═════ Study material ═════
//! Canonical numeric value of a free-form answer choice.
//!
//! Choice text arrives in whatever form the question author used:
//! `"3/8 cup"`, `"1 1/2"`, `"-2 1/4"`, `"0.375"`, `"5 cm"`. Each is reduced to
//! a finite `f64` or an explicit [`ChoiceParseError`]. A failed parse is never
//! reported as `0.0` or `NaN`.
//!
//! # Parsing order
//!
//! | Priority | Form | Example | Value |
//! |----------|------|---------|-------|
//! | 1 | Mixed fraction `W N/D` | `-2 1/4` | `-2.25` |
//! | 2 | Simple fraction `N/D` | `3/8 cup` | `0.375` |
//! | 3 | Decimal / integer with optional unit suffix | `5 cm` | `5.0` |
//!
//! Thousands separators and surrounding whitespace are stripped first, and
//! matching is case-insensitive.

use regex::Regex;
use std::sync::LazyLock;
use thiserror::Error;

/// Characters removed before matching.
const THOUSANDS_SEPARATORS: &[char] = &[','];

/// A unit suffix: optional whitespace, then something that cannot continue a number.
const UNIT_SUFFIX: &str = r"(?:\s*[^\s\d./].*)?$";

const NUMBER: &str = r"(?:\d+\.?\d*|\.\d+)";

static MIXED_FRACTION: LazyLock<Regex> = LazyLock::new(|| {
    Regex::new(&format!(r"(?is)^([+-]?)(\d+)\s+(\d+)\s*/\s*(\d+){UNIT_SUFFIX}"))
        .expect("mixed fraction pattern is valid")
});

static SIMPLE_FRACTION: LazyLock<Regex> = LazyLock::new(|| {
    Regex::new(&format!(
        r"(?is)^([+-]?{NUMBER})\s*/\s*([+-]?{NUMBER}){UNIT_SUFFIX}"
    ))
    .expect("simple fraction pattern is valid")
});

static DECIMAL: LazyLock<Regex> = LazyLock::new(|| {
    Regex::new(&format!(r"(?is)^([+-]?{NUMBER}(?:e[+-]?\d+)?){UNIT_SUFFIX}"))
        .expect("decimal pattern is valid")
});

/// Why a choice string has no canonical number.
#[derive(Error, Debug, Clone, PartialEq)]
pub enum ChoiceParseError {
    #[error("Choice is empty")]
    Empty,

    #[error("Zero denominator in '{0}'")]
    ZeroDenominator(String),

    #[error("Value of '{0}' is not finite")]
    NonFinite(String),

    #[error("Unrecognized numeric form: '{0}'")]
    Unrecognized(String),
}

/// Parse one raw answer choice into its canonical number.
///
/// # Examples
///
/// ```
/// use quizcheck_domain::choice::normalizer::normalize_choice;
///
/// assert_eq!(normalize_choice("-2 1/4"), Ok(-2.25));
/// assert_eq!(normalize_choice("3/8 cup"), Ok(0.375));
/// assert_eq!(normalize_choice("1,250 m"), Ok(1250.0));
/// assert!(normalize_choice("abc").is_err());
/// ```
pub fn normalize_choice(raw: &str) -> Result<f64, ChoiceParseError> {
    let cleaned = clean(raw);
    if cleaned.is_empty() {
        return Err(ChoiceParseError::Empty);
    }

    let value = if let Some(caps) = MIXED_FRACTION.captures(&cleaned) {
        let negative = &caps[1] == "-";
        let whole = parse_number(&caps[2], &cleaned)?;
        let fraction = divide(&caps[3], &caps[4], &cleaned)?;
        if negative {
            -(whole + fraction)
        } else {
            whole + fraction
        }
    } else if let Some(caps) = SIMPLE_FRACTION.captures(&cleaned) {
        divide(&caps[1], &caps[2], &cleaned)?
    } else if let Some(caps) = DECIMAL.captures(&cleaned) {
        parse_number(&caps[1], &cleaned)?
    } else {
        return Err(ChoiceParseError::Unrecognized(cleaned));
    };

    if value.is_finite() {
        Ok(value)
    } else {
        Err(ChoiceParseError::NonFinite(cleaned))
    }
}

fn clean(raw: &str) -> String {
    raw.trim()
        .chars()
        .filter(|c| !THOUSANDS_SEPARATORS.contains(c))
        .map(|c| match c {
            '\u{2212}' => '-',
            '\u{2044}' => '/',
            other => other,
        })
        .collect()
}

fn parse_number(text: &str, context: &str) -> Result<f64, ChoiceParseError> {
    text.parse::<f64>()
        .map_err(|_| ChoiceParseError::Unrecognized(context.to_string()))
}

fn divide(numerator: &str, denominator: &str, context: &str) -> Result<f64, ChoiceParseError> {
    let n = parse_number(numerator, context)?;
    let d = parse_number(denominator, context)?;
    if d == 0.0 {
        return Err(ChoiceParseError::ZeroDenominator(context.to_string()));
    }
    Ok(n / d)
}

#[cfg(test)]
mod tests {
    use super::*;

    fn assert_close(raw: &str, expected: f64) {
        let value = normalize_choice(raw).unwrap_or_else(|e| panic!("{raw}: {e}"));
        assert!(
            (value - expected).abs() < 1e-9,
            "{raw} normalized to {value}, expected {expected}"
        );
    }

    #[test]
    fn test_mixed_fractions() {
        assert_close("1 1/2", 1.5);
        assert_close("-2 1/4", -2.25);
        assert_close("+3 3/4", 3.75);
        assert_close("2 1 / 3", 2.0 + 1.0 / 3.0);
        assert_close("1 1/2 cups", 1.5);
    }

    #[test]
    fn test_negative_zero_whole_keeps_sign() {
        assert_close("-0 1/2", -0.5);
    }

    #[test]
    fn test_simple_fractions() {
        assert_close("3/8", 0.375);
        assert_close("3/8 cup", 0.375);
        assert_close("-5/4", -1.25);
        assert_close("1.5/3", 0.5);
    }

    #[test]
    fn test_decimals_and_units() {
        assert_close("0.375", 0.375);
        assert_close("24", 24.0);
        assert_close("5 cm", 5.0);
        assert_close("12.5%", 12.5);
        assert_close(".5", 0.5);
        assert_close("-7", -7.0);
        assert_close("  42  ", 42.0);
    }

    #[test]
    fn test_case_insensitive_exponent() {
        assert_close("1.5E2", 150.0);
        assert_close("1.5e-1", 0.15);
        assert_close("5 EM", 5.0);
    }

    #[test]
    fn test_thousands_separators() {
        assert_close("1,250", 1250.0);
        assert_close("-12,000.5 dollars", -12000.5);
    }

    #[test]
    fn test_unicode_minus() {
        assert_close("\u{2212}3", -3.0);
    }

    #[test]
    fn test_zero_denominator_fails() {
        assert!(matches!(
            normalize_choice("3/0"),
            Err(ChoiceParseError::ZeroDenominator(_))
        ));
        assert!(matches!(
            normalize_choice("1 1/0"),
            Err(ChoiceParseError::ZeroDenominator(_))
        ));
    }

    #[test]
    fn test_unparseable_is_explicit_failure() {
        assert!(matches!(
            normalize_choice("abc"),
            Err(ChoiceParseError::Unrecognized(_))
        ));
        assert_eq!(normalize_choice("   "), Err(ChoiceParseError::Empty));
        assert!(normalize_choice("x = 4").is_err());
        // A trailing number is not a unit
        assert!(normalize_choice("2 3").is_err());
    }

    #[test]
    fn test_overflow_is_not_finite() {
        assert!(matches!(
            normalize_choice("1e400"),
            Err(ChoiceParseError::NonFinite(_))
        ));
    }

    #[test]
    fn test_decimal_rendering_round_trips() {
        let values = [0.0, 0.375, -2.25, 1.0 / 3.0, 123456.789, -0.000125, 1e-7];
        for v in values {
            let rendered = format!("{v}");
            let parsed = normalize_choice(&rendered).unwrap();
            assert!((parsed - v).abs() < 1e-9, "{rendered} -> {parsed}");
        }
    }
}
═════
Task requirements
Every line above that has the string "LazyLock" needs to be copied.

Your response
use std::sync::LazyLock;
static MIXED_FRACTION: LazyLock<Regex> = LazyLock::new(|| {
static SIMPLE_FRACTION: LazyLock<Regex> = LazyLock::new(|| {
static DECIMAL: LazyLock<Regex> = LazyLock::new(|| {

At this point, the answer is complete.